Gli ultimi attentati di London Bridge e Manchester vedono la Gran Bretagna e Londra sempre più nel mirino dei terroristi. Perché?

Ancora Isis, ancora il Regno Unito. La notte del 3 giugno un pulmino ha investito su London Bridge - ponte simbolo della città - diversi pedoni. Ne sono poi usciti tre aggressori che hanno accoltellato altri passanti, colpendoli «in nome di Allah». Pochi minuti dopo nella zona di Borough Market, a sud del Tamigi, lo stesso commando ha continuato la sua azione prima di cadere sotto i colpi della polizia. I morti del duplice attacco sono sette, i feriti almeno una quarantin.

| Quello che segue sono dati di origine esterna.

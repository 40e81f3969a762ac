// SPDX-License-Identifier: MIT OR Apache-2.0
// Copyright (c) 2025 Gustavo Noronha Silva <gustavo@noronha.dev.br>

use std::{collections::HashMap, fmt, str::FromStr};

use anyhow::{anyhow, bail};

use crate::descriptor::ArgDescriptor;

pub const DEFAULT_PREVIEW_LEN: usize = 64;

/// How buffers are shown.
#[derive(Debug, Clone, PartialEq, Eq)]
pub struct DisplayOptions {
    /// Full hex dump instead of an escaped preview.
    pub dump_hex: bool,
    /// Highlight hex dumps with ANSI colors.
    pub color: bool,
    pub preview_len: usize,
}

impl Default for DisplayOptions {
    fn default() -> Self {
        DisplayOptions {
            dump_hex: false,
            color: false,
            preview_len: DEFAULT_PREVIEW_LEN,
        }
    }
}

#[derive(Debug, Copy, Clone, PartialEq, Eq, Hash)]
pub enum ProbeKind {
    Syscall,
    Uprobe,
}

impl fmt::Display for ProbeKind {
    fn fmt(&self, f: &mut fmt::Formatter<'_>) -> fmt::Result {
        match self {
            ProbeKind::Syscall => f.write_str("syscall"),
            ProbeKind::Uprobe => f.write_str("uprobe"),
        }
    }
}

/// A traced syscall or function and the layout of its arguments.
#[derive(Debug, Clone, PartialEq, Eq)]
pub struct ProbePoint {
    pub kind: ProbeKind,
    /// Syscall number or uprobe index.
    pub id: u32,
    pub name: String,
    pub args: Vec<ArgDescriptor>,
}

impl ProbePoint {
    pub fn new(kind: ProbeKind, id: u32, name: &str, args: Vec<ArgDescriptor>) -> Self {
        ProbePoint {
            kind,
            id,
            name: name.to_string(),
            args,
        }
    }
}

/// `syscall:<nr>:<name>[:<arg>,<arg>...]` or `uprobe:<index>:<name>[:...]`.
impl FromStr for ProbePoint {
    type Err = anyhow::Error;

    fn from_str(s: &str) -> Result<Self, Self::Err> {
        let mut parts = s.splitn(4, ':');

        let kind = match parts.next() {
            Some("syscall") => ProbeKind::Syscall,
            Some("uprobe") => ProbeKind::Uprobe,
            other => bail!("probe point {s:?}: unknown kind {other:?}"),
        };
        let id = parts
            .next()
            .ok_or_else(|| anyhow!("probe point {s:?}: missing id"))?
            .parse::<u32>()
            .map_err(|e| anyhow!("probe point {s:?}: bad id: {e}"))?;
        let name = parts
            .next()
            .filter(|name| !name.is_empty())
            .ok_or_else(|| anyhow!("probe point {s:?}: missing name"))?;

        let args = match parts.next() {
            Some(args) if !args.trim().is_empty() => args
                .split(',')
                .map(str::parse)
                .collect::<anyhow::Result<Vec<ArgDescriptor>>>()?,
            _ => vec![],
        };

        Ok(ProbePoint::new(kind, id, name, args))
    }
}

/// Read-only configuration shared by every decode.
#[derive(Debug, Clone, Default)]
pub struct ProbeConfig {
    points: HashMap<(ProbeKind, u32), ProbePoint>,
    pub display: DisplayOptions,
}

impl ProbeConfig {
    pub fn new(display: DisplayOptions) -> Self {
        ProbeConfig {
            points: HashMap::new(),
            display,
        }
    }

    pub fn add(&mut self, point: ProbePoint) -> anyhow::Result<()> {
        for arg in &point.args {
            arg.validate()?;
        }

        let key = (point.kind, point.id);
        if let Some(existing) = self.points.get(&key) {
            bail!(
                "{} {} configured twice ({} and {})",
                point.kind,
                point.id,
                existing.name,
                point.name
            );
        }
        self.points.insert(key, point);
        Ok(())
    }

    pub fn with_point(mut self, point: ProbePoint) -> anyhow::Result<Self> {
        self.add(point)?;
        Ok(self)
    }

    pub fn point(&self, kind: ProbeKind, id: u32) -> Option<&ProbePoint> {
        self.points.get(&(kind, id))
    }

    pub fn len(&self) -> usize {
        self.points.len()
    }

    pub fn is_empty(&self) -> bool {
        self.points.is_empty()
    }
}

Pochi giorni prima, il 22 maggio, un kamikaze britannico di origini libiche si era fatto saltare in aria a Manchester, dove si era appena concluso il concerto della popstar Ariana Grande. Tre le 22 vittime e i 60 feriti, c’erano tantisime ragazzine.

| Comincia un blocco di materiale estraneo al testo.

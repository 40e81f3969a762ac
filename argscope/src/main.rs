// SPDX-License-Identifier: MIT OR Apache-2.0
// Copyright (c) 2025 Gustavo Noronha Silva <gustavo@noronha.dev.br>

use std::{collections::HashSet, path::PathBuf, pin::Pin, sync::Arc};

use anyhow::{bail, Context as _, Result};
use argscope::{
    capture::CaptureRecords,
    config::{DisplayOptions, ProbeConfig, ProbePoint, DEFAULT_PREVIEW_LEN},
    filter::{FilterMode, ProcessFilter},
    formatting::{write_event, Formatter, FormattingStyle},
    pool::{DecodePool, DecodeResult, Outcome, RawSample, Reorder},
};
use clap::Parser;
use log::{debug, trace, warn};
use tokio::{
    io::AsyncWriteExt as _,
    sync::mpsc::{channel, Receiver},
};

#[derive(Parser, Debug)]
#[command(author, version, about)]
struct Args {
    /// Capture file: a sequence of `u32` little-endian lengths, each followed by one raw sample
    #[arg(short = 'i', long = "input")]
    input: PathBuf,

    /// Probe point, `syscall:<nr>:<name>[:<arg>,...]` or `uprobe:<index>:<name>[:<arg>,...]`,
    /// where each arg is `name=type` (can be repeated)
    #[arg(short = 'P', long = "point", action = clap::ArgAction::Append, required = true)]
    points: Vec<ProbePoint>,

    /// Show buffers as a hex dump instead of an escaped preview
    #[arg(long = "dump-hex")]
    dump_hex: bool,

    /// Highlight hex dumps
    #[arg(long = "color")]
    color: bool,

    /// Number of buffer bytes shown in previews
    #[arg(long = "preview-len", default_value_t = DEFAULT_PREVIEW_LEN)]
    preview_len: usize,

    // Formatting style, `one-line` or `multi-line`
    #[arg(long = "format", value_enum, default_value_t = FormattingStyle::default())]
    style: FormattingStyle,

    /// Number of decoding tasks
    #[arg(short = 'j', long = "workers", default_value_t = 4)]
    workers: usize,

    /// Only show processes of this user
    #[arg(long = "uid", conflicts_with = "pid")]
    uid: Option<u32>,

    /// Only show this process
    #[arg(short = 'p', long = "pid")]
    pid: Option<u32>,

    /// Only show this thread of the process given with --pid
    #[arg(short = 't', long = "tid", requires = "pid")]
    tid: Option<u32>,

    /// Processes to hide in --uid mode (can be repeated or comma-separated)
    #[arg(long = "blacklist-pid", value_delimiter = ',', requires = "uid")]
    blacklist_pids: Vec<u32>,

    /// Threads to hide in --uid or --pid mode (can be repeated or comma-separated)
    #[arg(long = "blacklist-tid", value_delimiter = ',', conflicts_with = "tid")]
    blacklist_tids: Vec<u32>,
}

impl Args {
    fn probe_config(&self) -> Result<ProbeConfig> {
        let mut config = ProbeConfig::new(DisplayOptions {
            dump_hex: self.dump_hex,
            color: self.color,
            preview_len: self.preview_len,
        });
        for point in &self.points {
            config.add(point.clone())?;
        }
        Ok(config)
    }

    fn process_filter(&self) -> Result<ProcessFilter> {
        let blacklist_tids = self.blacklist_tids.iter().copied().collect::<HashSet<_>>();

        let mode = match (self.uid, self.pid, self.tid) {
            (Some(uid), None, None) => FilterMode::Uid {
                uid,
                blacklist_pids: self.blacklist_pids.iter().copied().collect(),
                blacklist_tids,
            },
            (None, Some(pid), None) => FilterMode::Pid {
                pid,
                blacklist_tids,
            },
            (None, Some(pid), Some(tid)) => FilterMode::PidTid { pid, tid },
            (None, None, None) => {
                if !blacklist_tids.is_empty() {
                    bail!("--blacklist-tid needs --uid or --pid");
                }
                FilterMode::All
            }
            _ => bail!("--uid, --pid and --tid select conflicting filter modes"),
        };

        Ok(ProcessFilter::new(mode).excluding_self(std::process::id()))
    }
}

#[tokio::main]
async fn main() -> Result<()> {
    env_logger::init();

    let args = Args::parse();
    let config = Arc::new(args.probe_config()?);
    let filter = Arc::new(args.process_filter()?);
    let records = CaptureRecords::open(&args.input).await?;

    let (tx, rx) = channel(128);
    let (result_tx, result_rx) = channel(128);
    let pool = DecodePool::spawn(config, filter, args.workers, rx, result_tx);

    // A broken capture stops reading, but everything before it is still
    // decoded and printed.
    let reader = tokio::spawn(async move {
        for (seq, record) in records.enumerate() {
            let sample = RawSample {
                seq: seq as u64,
                data: record?,
            };
            if tx.send(sample).await.is_err() {
                bail!("decoder pool went away");
            }
        }
        Ok::<_, anyhow::Error>(())
    });

    let stats = print_results(result_rx, args.style).await?;
    pool.join().await;
    debug!(
        "{} events printed, {} filtered, {} failed",
        stats.printed, stats.filtered, stats.failed
    );

    reader.await.context("capture reader task failed")?
}

#[derive(Debug, Default)]
struct Stats {
    printed: usize,
    filtered: usize,
    failed: usize,
}

async fn print_results(mut rx: Receiver<DecodeResult>, style: FormattingStyle) -> Result<Stats> {
    let mut stdout = tokio::io::BufWriter::new(tokio::io::stdout());
    let mut reorder = Reorder::new();
    let mut stats = Stats::default();
    let mut output: Vec<u8> = vec![];

    while let Some(result) = rx.recv().await {
        for DecodeResult { seq, outcome } in reorder.push(result) {
            match outcome {
                Outcome::Decoded(event) => {
                    output.clear();
                    let pinned_output = Pin::new(&mut output);
                    let formatter = Formatter::new(pinned_output, style);
                    write_event(formatter, &event).await?;
                    stdout.write_all(&output).await?;
                    stats.printed += 1;
                }
                Outcome::Filtered => {
                    trace!("sample {seq} filtered out");
                    stats.filtered += 1;
                }
                Outcome::Failed(e) => {
                    warn!("dropping sample {seq}: {e}");
                    stats.failed += 1;
                }
            }
        }
    }

    if reorder.pending() > 0 {
        warn!("{} results never got in order", reorder.pending());
    }

    stdout.flush().await?;
    Ok(stats)
}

Ad Arturo Varvelli, esperto di terrorismo internazionale dell’Istituto per gli studi di politica internazionale di Milano, chiediamo di aiutarci a capire il perché di tutto ciò.

Perché un altro attentato nel Regno Unito?

«È il Paese del continente europeo che ha uno dei più alti tassi di radicalizzazione: negli ultimi 3 anni, proprio da qui sono partite 800-850 persone alla volta della Siria e dell’Iraq. Oggi combattono nelle fila dell’Isis. I giovani sposano la causa dello Stato islamico con facilità».

Che cosa attira i ragazzi verso il terrorismo?

«L’Isis “pesca” le sue vittime nella marginalità sociale. A loro viene promesso benessere e ricchezza, anche dopo la morte. Arrivano a rinnegare la loro famiglia di origine o il Paese che li ha fatti studiare: come il 23enne Salman Abedi, il kamikaze di Manchester. Questi giovani non si sentono né cittadini britannici né appartenenti agli Stati di provenienza dei genitori o dei nonni».

Perché nel mirino degli attentatori ci sono sempre più spesso i giovani?

«Sono un simbolo di libertà di pensiero, di espressione, di costumi, anche di moda occidentale. L’Isis è contro tutto questo. Avere bambini fra le vittime invece alimenta la propaganda: “Nemmeno l’infanzia ci intenerisce” è il loro messaggio».

I due attentati che conseguenze avranno per la Gran Bretagna e l’Europa?

«Il livello di allerta resterà alto per un lungo periodo. L’Intelligence teme, a ragione, l’emulazione. L’Isis continuerà a colpire ovunque: vuol far sapere di essere ancora attivo, proprio perché in Iraq e in Siria sta perdendo terreno».